The Titz remains above time and space. The Hoshen is an oracle, offering answers to worldly questions in the here and now. It was placed upon the heart, the seat of passionate emotion, not the seat of intellect. The Ephod represented the trials and tribulations of the nations of Judaism.
Both contain God’s name. For the Tzitz, it is exposed, visible, clear, coherent. In contrast the Hoshen contained, within its folds, a plate engraved with the name of God (Rashi 28:30). But this Divine name was hidden, obscured, and its spiritual power, enveloped deeply in the weave.
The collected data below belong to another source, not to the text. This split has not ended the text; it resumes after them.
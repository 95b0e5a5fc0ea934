use crate::{
    config::Config,
    error::Result,
    scanner::{RunStats, Scanner},
    writer::{PdfWriter, RenderConfig},
};
use std::path::{Path, PathBuf};
use std::time::{Duration, Instant};
use tracing::{info, instrument, warn};

const TOP_LANGUAGES: usize = 5;
const UNKNOWN_TITLE: &str = "???";

/// Statistics collected during pipeline execution.
#[derive(Debug, Clone)]
pub struct PipelineStats {
    /// Included and ignored counters plus the language tally
    pub run: RunStats,

    /// The written document, or `None` if nothing was written
    pub output: Option<PathBuf>,

    /// Time spent scanning
    pub scan_duration: Duration,

    /// Time spent rendering and writing
    pub render_duration: Duration,
}

impl PipelineStats {
    /// Prints a human-readable summary to stdout.
    pub fn print_summary(&self) {
        match &self.output {
            Some(path) => println!("\nPDF created successfully: {}", path.display()),
            None if self.run.included == 0 => println!("No files found to include in the PDF"),
            None => println!("\nDry run: no PDF written"),
        }

        println!(
            "Statistics: {} files included, {} files/directories ignored",
            self.run.included, self.run.ignored
        );

        let top = self.run.top_languages(TOP_LANGUAGES);
        if !top.is_empty() {
            println!("Top file types included:");
            for (label, count) in top {
                println!("  {label}: {count} files");
            }
        }

        println!("Completed in {:.2}s", self.duration().as_secs_f64());
    }

    /// Total time spent in the pipeline.
    #[must_use]
    pub fn duration(&self) -> Duration {
        self.scan_duration + self.render_duration
    }
}

/// Scans the root directory and renders the collected files.
pub struct Pipeline {
    config: Config,
    scanner: Scanner,
    writer: PdfWriter,
}

impl Pipeline {
    /// Creates a new pipeline with the given configuration.
    ///
    /// Ignore files are loaded from the root directory at this point.
    ///
    /// # Errors
    ///
    /// Returns an error if configuration validation fails.
    pub fn new(config: Config) -> Result<Self> {
        config.validate()?;

        let scanner = Scanner::new(&config);
        let title = document_title(&config.root_dir);
        let writer = PdfWriter::new(RenderConfig::new(&config, title));

        Ok(Self {
            config,
            scanner,
            writer,
        })
    }

    /// Executes the pipeline and returns statistics.
    ///
    /// An empty result is not an error: no document is written and
    /// [`PipelineStats::output`] is `None`.
    ///
    /// # Errors
    ///
    /// Returns an error if the directory walk fails or the document cannot be
    /// written.
    ///
    /// # Examples
    ///
    /// ```no_run
    /// use code2pdf::{Config, Pipeline};
    ///
    /// # fn main() -> anyhow::Result<()> {
    /// let config = Config::builder()
    ///     .root_dir("./src")
    ///     .output_path("src.pdf")
    ///     .build()?;
    ///
    /// let stats = Pipeline::new(config)?.run()?;
    /// stats.print_summary();
    /// # Ok(())
    /// # }
    /// ```
    #[instrument(skip(self), fields(root_dir = %self.config.root_dir.display()))]
    pub fn run(mut self) -> Result<PipelineStats> {
        let scan_start = Instant::now();
        let scan = self.scanner.scan()?;
        let scan_duration = scan_start.elapsed();

        info!(
            "Collected {} files ({} ignored) in {:.2}s",
            scan.stats.included,
            scan.stats.ignored,
            scan_duration.as_secs_f64()
        );

        let render_start = Instant::now();
        let output = if scan.files.is_empty() {
            warn!("No files found to include in the PDF");
            None
        } else if self.config.dry_run {
            warn!("Dry run mode enabled - skipping PDF output");
            for file in &scan.files {
                info!(
                    "Would include {} ({}, {} lines)",
                    file.relative_path,
                    file.size_display(),
                    file.line_count()
                );
            }
            None
        } else {
            self.writer.write(&scan.files)?;
            Some(self.config.output_path.clone())
        };

        Ok(PipelineStats {
            run: scan.stats,
            output,
            scan_duration,
            render_duration: render_start.elapsed(),
        })
    }
}

/// Base name of the root directory, used as the document title.
fn document_title(root: &Path) -> String {
    root.canonicalize()
        .ok()
        .and_then(|path| path.file_name().map(|name| name.to_string_lossy().into_owned()))
        .unwrap_or_else(|| UNKNOWN_TITLE.to_string())
}

#[cfg(test)]
mod tests {
    use super::*;
    use assert_fs::prelude::*;

    fn create_test_config(root: &Path) -> Config {
        Config::builder()
            .root_dir(root)
            .output_path(root.join("out/code.pdf"))
            .build()
            .unwrap()
    }

    #[test]
    fn test_pipeline_basic_execution() {
        let temp = assert_fs::TempDir::new().unwrap();
        temp.child("a.go").write_str("package main\n").unwrap();
        temp.child("a.bin").write_binary(&[1, 0, 2]).unwrap();
        temp.child(".git/config").write_str("[core]\n").unwrap();

        let config = create_test_config(temp.path());
        let stats = Pipeline::new(config).unwrap().run().unwrap();

        assert_eq!(stats.run.included, 1);
        assert!(stats.run.ignored >= 2);
        assert_eq!(stats.output, Some(temp.path().join("out/code.pdf")));
        assert!(temp.child("out/code.pdf").exists());
    }

    #[test]
    fn test_pipeline_dry_run() {
        let temp = assert_fs::TempDir::new().unwrap();
        temp.child("file.rs").write_str("fn main() {}").unwrap();

        let config = Config::builder()
            .root_dir(temp.path())
            .output_path(temp.path().join("code.pdf"))
            .dry_run(true)
            .build()
            .unwrap();

        let stats = Pipeline::new(config).unwrap().run().unwrap();

        assert_eq!(stats.run.included, 1);
        assert!(stats.output.is_none());
        assert!(!temp.child("code.pdf").exists());
        assert_eq!(stats.duration(), stats.scan_duration + stats.render_duration);
    }

    #[test]
    fn test_pipeline_nothing_to_do() {
        let temp = assert_fs::TempDir::new().unwrap();
        temp.child("blob.bin").write_binary(&[0u8; 32]).unwrap();

        let config = create_test_config(temp.path());
        let stats = Pipeline::new(config).unwrap().run().unwrap();

        assert_eq!(stats.run.included, 0);
        assert_eq!(stats.run.ignored, 1);
        assert!(stats.output.is_none());
        assert!(!temp.child("out").exists());
    }

    #[test]
    fn test_document_title() {
        let temp = assert_fs::TempDir::new().unwrap();
        let project = temp.child("my-project");
        project.create_dir_all().unwrap();

        assert_eq!(document_title(project.path()), "my-project");
        assert_eq!(document_title(&temp.path().join("missing")), UNKNOWN_TITLE);
    }
}
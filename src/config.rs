use crate::error::{Error, Result};
use std::path::PathBuf;

const DEFAULT_OUTPUT_FILE: &str = "code.pdf";
const DEFAULT_FONT_SIZE: f32 = 7.0;
const MAX_FONT_SIZE: f32 = 72.0;

/// Base-14 font family used for the document body.
#[derive(Debug, Clone, Copy, PartialEq, Eq, Default)]
pub enum FontFamily {
    /// Monospaced Courier
    #[default]
    Courier,
    /// Proportional sans-serif Helvetica
    Helvetica,
    /// Proportional serif Times
    Times,
}

impl FontFamily {
    /// PostScript name of the regular face.
    #[must_use]
    pub const fn regular(self) -> &'static str {
        match self {
            Self::Courier => "Courier",
            Self::Helvetica => "Helvetica",
            Self::Times => "Times-Roman",
        }
    }

    /// PostScript name of the bold face.
    #[must_use]
    pub const fn bold(self) -> &'static str {
        match self {
            Self::Courier => "Courier-Bold",
            Self::Helvetica => "Helvetica-Bold",
            Self::Times => "Times-Bold",
        }
    }
}

/// Configuration for a code2pdf run.
///
/// Use [`Config::builder()`] to construct a new configuration.
#[derive(Debug, Clone)]
#[non_exhaustive]
pub struct Config {
    /// Root directory to convert; ignore files are read from here
    pub root_dir: PathBuf,

    /// Path of the PDF to write
    pub output_path: PathBuf,

    /// Body font family
    pub font: FontFamily,

    /// Body font size in points
    pub font_size: f32,

    /// Prefix every content line with its line number
    pub line_numbers: bool,

    /// Landscape (`true`) or portrait A4 pages
    pub landscape: bool,

    /// Collect and report without writing the document
    pub dry_run: bool,
}

impl Config {
    /// Creates a new configuration builder.
    ///
    /// # Examples
    ///
    /// ```
    /// use code2pdf::Config;
    ///
    /// let config = Config::builder()
    ///     .root_dir(".")
    ///     .output_path("listing.pdf")
    ///     .line_numbers(true)
    ///     .build()
    ///     .expect("valid configuration");
    /// ```
    #[must_use]
    pub fn builder() -> ConfigBuilder {
        ConfigBuilder::default()
    }

    /// Validates the configuration.
    ///
    /// # Errors
    ///
    /// Returns an error if:
    /// - Root directory doesn't exist or is not a directory
    /// - Font size is not in `(0, 72]`
    /// - Output path is empty or names an existing directory
    pub fn validate(&self) -> Result<()> {
        if !self.root_dir.exists() {
            return Err(Error::config(format!(
                "Root directory does not exist: {}",
                self.root_dir.display()
            )));
        }

        if !self.root_dir.is_dir() {
            return Err(Error::config(format!(
                "Root path is not a directory: {}",
                self.root_dir.display()
            )));
        }

        if !(self.font_size > 0.0 && self.font_size <= MAX_FONT_SIZE) {
            return Err(Error::config(format!(
                "font_size must be in (0, {MAX_FONT_SIZE}], got {}",
                self.font_size
            )));
        }

        if self.output_path.as_os_str().is_empty() {
            return Err(Error::config("output path must not be empty"));
        }

        if self.output_path.is_dir() {
            return Err(Error::config(format!(
                "Output path is a directory: {}",
                self.output_path.display()
            )));
        }

        Ok(())
    }
}

impl Default for Config {
    fn default() -> Self {
        Self {
            root_dir: PathBuf::from("."),
            output_path: PathBuf::from(DEFAULT_OUTPUT_FILE),
            font: FontFamily::default(),
            font_size: DEFAULT_FONT_SIZE,
            line_numbers: false,
            landscape: true,
            dry_run: false,
        }
    }
}

/// Builder for creating a [`Config`].
#[derive(Debug, Default)]
pub struct ConfigBuilder {
    root_dir: Option<PathBuf>,
    output_path: Option<PathBuf>,
    font: Option<FontFamily>,
    font_size: Option<f32>,
    line_numbers: bool,
    landscape: Option<bool>,
    dry_run: bool,
}

impl ConfigBuilder {
    /// Sets the root directory to convert.
    #[must_use]
    pub fn root_dir(mut self, path: impl Into<PathBuf>) -> Self {
        self.root_dir = Some(path.into());
        self
    }

    /// Sets the output PDF path.
    #[must_use]
    pub fn output_path(mut self, path: impl Into<PathBuf>) -> Self {
        self.output_path = Some(path.into());
        self
    }

    /// Sets the body font family.
    #[must_use]
    pub fn font(mut self, font: FontFamily) -> Self {
        self.font = Some(font);
        self
    }

    /// Sets the body font size in points.
    #[must_use]
    pub fn font_size(mut self, size: f32) -> Self {
        self.font_size = Some(size);
        self
    }

    /// Enables or disables line numbers.
    #[must_use]
    pub fn line_numbers(mut self, enabled: bool) -> Self {
        self.line_numbers = enabled;
        self
    }

    /// Selects landscape (`true`, the default) or portrait pages.
    #[must_use]
    pub fn landscape(mut self, enabled: bool) -> Self {
        self.landscape = Some(enabled);
        self
    }

    /// Enables dry run mode (no document is written).
    #[must_use]
    pub fn dry_run(mut self, enabled: bool) -> Self {
        self.dry_run = enabled;
        self
    }

    /// Builds the configuration.
    ///
    /// # Errors
    ///
    /// Returns an error if validation fails.
    pub fn build(self) -> Result<Config> {
        let config = Config {
            root_dir: self.root_dir.unwrap_or_else(|| PathBuf::from(".")),
            output_path: self
                .output_path
                .unwrap_or_else(|| PathBuf::from(DEFAULT_OUTPUT_FILE)),
            font: self.font.unwrap_or_default(),
            font_size: self.font_size.unwrap_or(DEFAULT_FONT_SIZE),
            line_numbers: self.line_numbers,
            landscape: self.landscape.unwrap_or(true),
            dry_run: self.dry_run,
        };

        config.validate()?;
        Ok(config)
    }
}
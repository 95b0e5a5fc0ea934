use std::path::PathBuf;
use thiserror::Error;

/// Result type alias using the library's Error type.
pub type Result<T> = std::result::Result<T, Error>;

/// Error types for the code2pdf library.
///
/// Only failures that abort a run surface here. Unreadable ignore files and
/// unreadable candidate files are recovered where they occur.
#[derive(Error, Debug, Clone)]
#[non_exhaustive]
pub enum Error {
    /// IO error with context about the file path.
    #[error("IO error accessing '{path}': {message}")]
    Io {
        /// Path where the error occurred
        path: PathBuf,
        /// Error message
        message: String,
    },

    /// Directory traversal failed (permission denied, vanished directory, ...).
    #[error("Failed to walk '{path}': {message}")]
    Walk {
        /// Path the walker was visiting
        path: PathBuf,
        /// Error message
        message: String,
    },

    /// Configuration validation error.
    #[error("Invalid configuration: {message}")]
    Config {
        /// Detailed error message
        message: String,
    },
}

impl Error {
    /// Creates an IO error with path context.
    #[must_use]
    pub fn io(path: impl Into<PathBuf>, source: std::io::Error) -> Self {
        Self::Io {
            path: path.into(),
            message: source.to_string(),
        }
    }

    /// Creates a configuration error.
    #[must_use]
    pub fn config(message: impl Into<String>) -> Self {
        Self::Config {
            message: message.into(),
        }
    }

    /// Returns true if this is an IO error.
    #[must_use]
    pub const fn is_io(&self) -> bool {
        matches!(self, Self::Io { .. })
    }

    /// Returns true if this is a configuration error.
    #[must_use]
    pub const fn is_config(&self) -> bool {
        matches!(self, Self::Config { .. })
    }

    /// Returns true if this is a walk error.
    #[must_use]
    pub const fn is_walk(&self) -> bool {
        matches!(self, Self::Walk { .. })
    }
}

impl From<walkdir::Error> for Error {
    fn from(e: walkdir::Error) -> Self {
        let path = e.path().map(PathBuf::from).unwrap_or_default();
        Self::Walk {
            path,
            message: e.to_string(),
        }
    }
}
It is filtered, refracted differently for Reuven than for Shimon, for Yissachar and Asher. twelve very different channels, each tribes with its special character, temperament, needs, dreams, and shortcomings.
Theoretical Torah and applied Torah;
The purity of intellect and the tensions and variety of twelve tribes;
The brain versus the heart.
All these tensions lie in the dichotomy between the Tzitz and Hoshen.
The Message: There are many avenues to God; sometimes it is the head, and at others it is the heart. Judaism, the light of God, must be perceived at times through the medium of the Tzitz – intellect, pure theoretical thinking, unadulterated by practical concerns; the ivory tower, the Yeshiva, removed from life. But at other moments, the relationship with God takes place in the marketplace, in the battlefield, in the stormy heart, and the pressure of the rat-race, in the imperfect, messy tensions we call life.
Does Torah belong in the Yeshiva or in life?
How would Torah differ in the Yeshiva than in life?
Do you connect more to Judaism of the head or of the heart?
Is it possible for different “tribes” or sub-groups in Judaism to have different expressions of Judaism or is there only a single way of living Jewish practice? Should all groups practice the same Judaism? Would we expect a person to pray the same length of time of he is a college student as compared to if he is a combat soldier in Tzahal?
Some people think that Torah scholars should weigh in on issues of morality and public policy. Do you see our topic as relevant to this question?
Lastly, The Sefer Hachinuch suggests that Tefillin mirror the Tzitz and Hoshen. How might the Tefillin of the and the head mirror these two garments?